Work order
Among the lines below, keep only those from the one containing "let mut g = line(5);" through the one containing "let order: Vec<_>", and reproduce them exactly.
Start of Block
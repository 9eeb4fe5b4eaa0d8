// Deterministic, portable pseudo-random number generator.
//
// Implements xoshiro256++ (Blackman & Vigna, 2019) with SplitMix64 seeding.
// The generator is hand-rolled so that the candidate sample cloud a router
// builds its waypoint graph from is bit-identical on every platform: the same
// `sample_seed` must always produce the same graph around the same geometry,
// otherwise reflected proxies jitter between sessions and machines.
//
// This crate is the single PRNG used across the workspace: `corner_router`
// draws its random-sphere sample offsets from it, and its tests use it to
// generate reproducible random graphs.
//
// **Critical constraint: determinism.** Every method on `RouteRng` must produce
// identical output given the same prior state, regardless of platform, compiler
// version, or optimization level. The core generator is integer-only; float
// helpers are pure functions of the integer stream.

use serde::{Deserialize, Serialize};

/// Xoshiro256++ PRNG seeded from a single `u64`.
#[derive(Clone, Debug, PartialEq, Eq, Serialize, Deserialize)]
pub struct RouteRng {
    s: [u64; 4],
}

impl RouteRng {
    /// Create a new PRNG seeded from a `u64`.
    ///
    /// Uses SplitMix64 to expand the seed into the 256-bit internal state.
    /// Two `RouteRng` instances created with the same seed will produce
    /// identical output sequences.
    pub fn new(seed: u64) -> Self {
        let mut sm = seed;
        Self {
            s: [
                splitmix64(&mut sm),
                splitmix64(&mut sm),
                splitmix64(&mut sm),
                splitmix64(&mut sm),
            ],
        }
    }

    /// Generate the next `u64` in the sequence.
    pub fn next_u64(&mut self) -> u64 {
        let result = (self.s[0].wrapping_add(self.s[3]))
            .rotate_left(23)
            .wrapping_add(self.s[0]);

        let t = self.s[1] << 17;

        self.s[2] ^= self.s[0];
        self.s[3] ^= self.s[1];
        self.s[1] ^= self.s[2];
        self.s[0] ^= self.s[3];

        self.s[2] ^= t;
        self.s[3] = self.s[3].rotate_left(45);

        result
    }

    /// Generate a uniform `f32` in [0, 1).
    ///
    /// Uses the upper 24 bits of a `u64` to fill the mantissa of an f32.
    pub fn next_f32(&mut self) -> f32 {
        (self.next_u64() >> 40) as f32 / (1u64 << 24) as f32
    }

    /// Generate a uniform random value in `[low, high)`.
    ///
    /// Panics if `low >= high`.
    pub fn range_f32(&mut self, low: f32, high: f32) -> f32 {
        assert!(low < high, "range_f32: low must be less than high");
        low + self.next_f32() * (high - low)
    }

    /// Return `true` with probability `p`.
    pub fn random_bool(&mut self, p: f32) -> bool {
        self.next_f32() < p
    }

    /// Draw a point uniformly inside the unit ball by rejection sampling.
    ///
    /// Each attempt draws three coordinates in `[-1, 1)` and is discarded if
    /// it falls outside the ball. The acceptance rate is pi/6 (about 52%), so
    /// the expected number of draws per point is under two.
    pub fn unit_ball_point(&mut self) -> [f32; 3] {
        loop {
            let x = self.range_f32(-1.0, 1.0);
            let y = self.range_f32(-1.0, 1.0);
            let z = self.range_f32(-1.0, 1.0);
            if x * x + y * y + z * z <= 1.0 {
                return [x, y, z];
            }
        }
    }
}

/// SplitMix64, used only for seeding xoshiro256++ from a single `u64`.
fn splitmix64(state: &mut u64) -> u64 {
    *state = state.wrapping_add(0x9e37_79b9_7f4a_7c15);
    let mut z = *state;
    z = (z ^ (z >> 30)).wrapping_mul(0xbf58_476d_1ce4_e5b9);
    z = (z ^ (z >> 27)).wrapping_mul(0x94d0_49bb_1331_11eb);
    z ^ (z >> 31)
}
fn invalid(field: &'static str, reason: &str) -> ConfigError {
    ConfigError::Invalid {
        field,
        reason: reason.to_string(),
    }
}

fn non_negative(field: &'static str, value: f32) -> Result<(), ConfigError> {
    if value.is_finite() && value >= 0.0 {
        Ok(())
    } else {
        Err(invalid(field, &format!("{value} is not a finite value >= 0")))
    }
}

fn positive(field: &'static str, value: f32) -> Result<(), ConfigError> {
    if value.is_finite() && value > 0.0 {
        Ok(())
    } else {
        Err(invalid(field, &format!("{value} is not a finite value > 0")))
    }
}

fn at_least_one(field: &'static str, value: u32) -> Result<(), ConfigError> {
    if value >= 1 {
        Ok(())
    } else {
        Err(invalid(field, "must be at least 1"))
    }
}
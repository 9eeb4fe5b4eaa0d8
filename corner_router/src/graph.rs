// Waypoint graph: the anchor-centered navigation graph the search runs over.
//
// Nodes are world positions that passed a clearance probe, identified by
// dense `NodeId`s assigned in insertion order. Edges are undirected and
// stored as symmetric adjacency lists of node indices (`SmallVec`, since
// most nodes stay under eight neighbors). An edge is only inserted when
// neither endpoint is at the degree limit, and never twice.
//
// The graph is disposable: `GraphBuilder` produces a fresh one on every
// rebuild and the router swaps it in whole. Nothing outside this module keeps
// a `NodeId` across a rebuild.
//
// See also: `builder.rs` which fills it, `links.rs` and `search.rs` which
// read it.
//
// **Critical constraint: determinism.** Node ids and adjacency order follow
// insertion order only. No hashing.

use crate::types::{NodeId, Vec3};
use serde::{Deserialize, Serialize};
use smallvec::SmallVec;

pub type Adjacency = SmallVec<[u32; 8]>;

#[derive(Clone, Debug, Default, Serialize, Deserialize)]
pub struct WaypointGraph {
    nodes: Vec<Vec3>,
    adjacency: Vec<Adjacency>,
    /// Where the graph was centered when built.
    pub anchor: Vec3,
}

impl WaypointGraph {
    pub fn new(anchor: Vec3) -> Self {
        Self {
            nodes: Vec::new(),
            adjacency: Vec::new(),
            anchor,
        }
    }

    pub fn add_node(&mut self, position: Vec3) -> NodeId {
        let id = NodeId(self.nodes.len() as u32);
        self.nodes.push(position);
        self.adjacency.push(Adjacency::new());
        id
    }

    /// Insert the undirected edge `a`-`b` if it is new, not a self loop, and
    /// both endpoints have fewer than `degree_limit` neighbors. Returns whether
    /// the edge was added.
    pub fn try_add_edge(&mut self, a: NodeId, b: NodeId, degree_limit: usize) -> bool {
        if a == b || !self.can_link(a, b, degree_limit) {
            return false;
        }
        self.adjacency[a.index()].push(b.0);
        self.adjacency[b.index()].push(a.0);
        true
    }

    /// Whether `try_add_edge(a, b, ..)` would succeed. Lets builders skip the
    /// visibility test for edges that could not be inserted anyway.
    pub fn can_link(&self, a: NodeId, b: NodeId, degree_limit: usize) -> bool {
        let (Some(adj_a), Some(adj_b)) = (self.adjacency.get(a.index()), self.adjacency.get(b.index()))
        else {
            return false;
        };
        adj_a.len() < degree_limit && adj_b.len() < degree_limit && !adj_a.contains(&b.0)
    }

    pub fn has_edge(&self, a: NodeId, b: NodeId) -> bool {
        self.adjacency
            .get(a.index())
            .is_some_and(|adj| adj.contains(&b.0))
    }

    pub fn position(&self, node: NodeId) -> Vec3 {
        self.nodes[node.index()]
    }

    pub fn positions(&self) -> &[Vec3] {
        &self.nodes
    }

    pub fn neighbors(&self, node: NodeId) -> impl Iterator<Item = NodeId> + '_ {
        self.adjacency[node.index()].iter().map(|&n| NodeId(n))
    }

    pub fn degree(&self, node: NodeId) -> usize {
        self.adjacency[node.index()].len()
    }

    pub fn node_count(&self) -> usize {
        self.nodes.len()
    }

    /// Number of undirected edges.
    pub fn edge_count(&self) -> usize {
        self.adjacency.iter().map(|adj| adj.len()).sum::<usize>() / 2
    }

    pub fn is_empty(&self) -> bool {
        self.nodes.is_empty()
    }

    /// Ids in insertion order. Does not borrow the graph, so edges can be
    /// added while iterating.
    pub fn node_ids(&self) -> impl Iterator<Item = NodeId> + use<> {
        (0..self.nodes.len() as u32).map(NodeId)
    }
}

#[cfg(test)]
mod tests {
    use super::*;

    fn line(n: usize) -> WaypointGraph {
        let mut g = WaypointGraph::new(Vec3::ZERO);
        for i in 0..n {
            g.add_node(Vec3::new(i as f32, 0.0, 0.0));
        }
        g
    }

    #[test]
    fn edges_are_symmetric() {
        let mut g = line(3);
        assert!(g.try_add_edge(NodeId(0), NodeId(1), 8));
        assert!(g.has_edge(NodeId(0), NodeId(1)));
        assert!(g.has_edge(NodeId(1), NodeId(0)));
        assert_eq!(g.edge_count(), 1);
    }

    #[test]
    fn duplicate_and_self_edges_rejected() {
        let mut g = line(2);
        assert!(g.try_add_edge(NodeId(0), NodeId(1), 8));
        assert!(!g.try_add_edge(NodeId(1), NodeId(0), 8));
        assert!(!g.try_add_edge(NodeId(1), NodeId(1), 8));
        assert_eq!(g.degree(NodeId(0)), 1);
        assert_eq!(g.edge_count(), 1);
    }

    #[test]
    fn degree_limit_is_enforced_on_both_endpoints() {
        let mut g = line(5);
        assert!(g.try_add_edge(NodeId(0), NodeId(1), 2));
        assert!(g.try_add_edge(NodeId(0), NodeId(2), 2));
        // Node 0 is full.
        assert!(!g.try_add_edge(NodeId(0), NodeId(3), 2));
        assert!(!g.try_add_edge(NodeId(3), NodeId(0), 2));
        assert!(g.try_add_edge(NodeId(3), NodeId(4), 2));
        for id in g.node_ids() {
            assert!(g.degree(id) <= 2);
        }
    }

    #[test]
    fn unknown_nodes_cannot_link() {
        let mut g = line(2);
        assert!(!g.try_add_edge(NodeId(0), NodeId(9), 8));
        assert!(!g.has_edge(NodeId(9), NodeId(0)));
    }

    #[test]
    fn neighbors_follow_insertion_order() {
        let mut g = line(4);
        g.try_add_edge(NodeId(0), NodeId(3), 8);
        g.try_add_edge(NodeId(0), NodeId(1), 8);
        g.try_add_edge(NodeId(0), NodeId(2), 8);
        let order: Vec<_> = g.neighbors(NodeId(0)).collect();
        assert_eq!(order, vec![NodeId(3), NodeId(1), NodeId(2)]);
    }

    #[test]
    fn edges_can_be_added_while_walking_node_ids() {
        let mut g = line(4);
        for a in g.node_ids() {
            let b = NodeId((a.0 + 1) % 4);
            g.try_add_edge(a, b, 8);
        }
        assert_eq!(g.edge_count(), 4);
        assert!(g.has_edge(NodeId(3), NodeId(0)));
    }
}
End of Block
Task solution
        let mut g = line(5);
        assert!(g.try_add_edge(NodeId(0), NodeId(1), 2));
        assert!(g.try_add_edge(NodeId(0), NodeId(2), 2));
        // Node 0 is full.
        assert!(!g.try_add_edge(NodeId(0), NodeId(3), 2));
        assert!(!g.try_add_edge(NodeId(3), NodeId(0), 2));
        assert!(g.try_add_edge(NodeId(3), NodeId(4), 2));
        for id in g.node_ids() {
            assert!(g.degree(id) <= 2);
        }
    }

    #[test]
    fn unknown_nodes_cannot_link() {
        let mut g = line(2);
        assert!(!g.try_add_edge(NodeId(0), NodeId(9), 8));
        assert!(!g.has_edge(NodeId(9), NodeId(0)));
    }

    #[test]
    fn neighbors_follow_insertion_order() {
        let mut g = line(4);
        g.try_add_edge(NodeId(0), NodeId(3), 8);
        g.try_add_edge(NodeId(0), NodeId(1), 8);
        g.try_add_edge(NodeId(0), NodeId(2), 8);
        let order: Vec<_> = g.neighbors(NodeId(0)).collect();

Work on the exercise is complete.